What the task requires: All of the records should be given back exactly and in full.

Supplied data:

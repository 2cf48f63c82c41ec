//! Version Classifier.
//!
//! Distinguishes branch refs (`~name`) from release refs (valid semver),
//! and orders releases via `semver`'s own `Ord` impl.

use semver::Version;
use std::cmp::Ordering;

/// A classified ref, as admitted into a package's `versions`/`branches`.
#[derive(Debug, Clone, PartialEq, Eq)]
pub enum Ref {
    /// A release version, e.g. `1.2.3`. Stored without the `v` prefix.
    Release(Version),
    /// A branch name, without the leading `~`.
    Branch(String),
}

/// Classification error: `~~` is reserved, and a non-`~` ref must parse as
/// semver or it isn't a ref this engine understands at all.
#[derive(Debug, Clone, PartialEq, Eq, thiserror::Error)]
pub enum ClassifyError {
    #[error("malformed branch ref `{0}`: `~~` prefix is reserved")]
    DoubleTilde(String),
    #[error("not a valid semver release: `{0}`")]
    NotSemver(String),
}

/// Classify a stored ref string (already `v`-stripped for releases, per
/// the Reconciler's own convention).
pub fn classify(ref_str: &str) -> Result<Ref, ClassifyError> {
    if let Some(rest) = ref_str.strip_prefix('~') {
        if rest.starts_with('~') {
            return Err(ClassifyError::DoubleTilde(ref_str.to_string()));
        }
        return Ok(Ref::Branch(rest.to_string()));
    }
    Version::parse(ref_str)
        .map(Ref::Release)
        .map_err(|_| ClassifyError::NotSemver(ref_str.to_string()))
}

/// True iff `tag` (e.g. `v1.2.3`) starts with `v` and the remainder is
/// valid semver. Used by the Reconciler (§4.G step 3) to filter tags.
pub fn is_release_tag(tag: &str) -> Option<Version> {
    let rest = tag.strip_prefix('v')?;
    Version::parse(rest).ok()
}

/// Total order over two release versions, ascending.
pub fn compare_versions(a: &Version, b: &Version) -> Ordering {
    a.cmp(b)
}

#[cfg(test)]
mod tests {
    use super::*;

    #[test]
    fn classifies_branch() {
        assert_eq!(classify("~master").unwrap(), Ref::Branch("master".into()));
    }

    #[test]
    fn rejects_double_tilde() {
        assert!(matches!(
            classify("~~master"),
            Err(ClassifyError::DoubleTilde(_))
        ));
    }

    #[test]
    fn classifies_release() {
        assert_eq!(
            classify("1.2.3").unwrap(),
            Ref::Release(Version::parse("1.2.3").unwrap())
        );
    }

    #[test]
    fn rejects_non_semver() {
        assert!(matches!(classify("not-a-version"), Err(ClassifyError::NotSemver(_))));
    }

    #[test]
    fn tag_filtering_requires_v_prefix() {
        assert_eq!(
            is_release_tag("v1.0.0"),
            Some(Version::parse("1.0.0").unwrap())
        );
        assert_eq!(is_release_tag("1.0.0"), None);
        assert_eq!(is_release_tag("version-1.0.0"), None);
    }

    #[test]
    fn versions_sort_ascending() {
        let mut versions: Vec<Version> = vec!["1.2.0", "1.0.0", "1.10.0", "1.2.0-alpha"]
            .into_iter()
            .map(|v| Version::parse(v).unwrap())
            .collect();
        versions.sort_by(compare_versions);
        assert_eq!(
            versions.iter().map(|v| v.to_string()).collect::<Vec<_>>(),
            vec!["1.0.0", "1.2.0-alpha", "1.2.0", "1.10.0"]
        );
    }
}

Worked solution:
repository 2cf48f63c82c41ec
//! Version Classifier.
//!
//! Distinguishes branch refs (`~name`) from release refs (valid semver),
//! and orders releases via `semver`'s own `Ord` impl.

use semver::Version;
use std::cmp::Ordering;

/// A classified ref, as admitted into a package's `versions`/`branches`.
#[derive(Debug, Clone, PartialEq, Eq)]
pub enum Ref {
    /// A release version, e.g. `1.2.3`. Stored without the `v` prefix.
    Release(Version),
    /// A branch name, without the leading `~`.
    Branch(String),
}

/// Classification error: `~~` is reserved, and a non-`~` ref must parse as
/// semver or it isn't a ref this engine understands at all.
#[derive(Debug, Clone, PartialEq, Eq, thiserror::Error)]
pub enum ClassifyError {
    #[error("malformed branch ref `{0}`: `~~` prefix is reserved")]
    DoubleTilde(String),
    #[error("not a valid semver release: `{0}`")]
    NotSemver(String),
}

/// Classify a stored ref string (already `v`-stripped for releases, per
/// the Reconciler's own convention).
pub fn classify(ref_str: &str) -> Result<Ref, ClassifyError> {
    if let Some(rest) = ref_str.strip_prefix('~') {
        if rest.starts_with('~') {
            return Err(ClassifyError::DoubleTilde(ref_str.to_string()));
        }
        return Ok(Ref::Branch(rest.to_string()));
    }
    Version::parse(ref_str)
        .map(Ref::Release)
        .map_err(|_| ClassifyError::NotSemver(ref_str.to_string()))
}

/// True iff `tag` (e.g. `v1.2.3`) starts with `v` and the remainder is
/// valid semver. Used by the Reconciler (§4.G step 3) to filter tags.
pub fn is_release_tag(tag: &str) -> Option<Version> {
    let rest = tag.strip_prefix('v')?;
    Version::parse(rest).ok()
}

/// Total order over two release versions, ascending.
pub fn compare_versions(a: &Version, b: &Version) -> Ordering {
    a.cmp(b)
}

#[cfg(test)]
mod tests {
    use super::*;

    #[test]
    fn classifies_branch() {
        assert_eq!(classify("~master").unwrap(), Ref::Branch("master".into()));
    }

    #[test]
    fn rejects_double_tilde() {
        assert!(matches!(
            classify("~~master"),
            Err(ClassifyError::DoubleTilde(_))
        ));
    }

    #[test]
    fn classifies_release() {
        assert_eq!(
            classify("1.2.3").unwrap(),
            Ref::Release(Version::parse("1.2.3").unwrap())
        );
    }

    #[test]
    fn rejects_non_semver() {
        assert!(matches!(classify("not-a-version"), Err(ClassifyError::NotSemver(_))));
    }

    #[test]
    fn tag_filtering_requires_v_prefix() {
        assert_eq!(
            is_release_tag("v1.0.0"),
            Some(Version::parse("1.0.0").unwrap())
        );
        assert_eq!(is_release_tag("1.0.0"), None);
        assert_eq!(is_release_tag("version-1.0.0"), None);
    }

    #[test]
    fn versions_sort_ascending() {
        let mut versions: Vec<Version> = vec!["1.2.0", "1.0.0", "1.10.0", "1.2.0-alpha"]
            .into_iter()
            .map(|v| Version::parse(v).unwrap())
            .collect();
        versions.sort_by(compare_versions);
        assert_eq!(
            versions.iter().map(|v| v.to_string()).collect::<Vec<_>>(),
            vec!["1.0.0", "1.2.0-alpha", "1.2.0", "1.10.0"]
        );
    }
}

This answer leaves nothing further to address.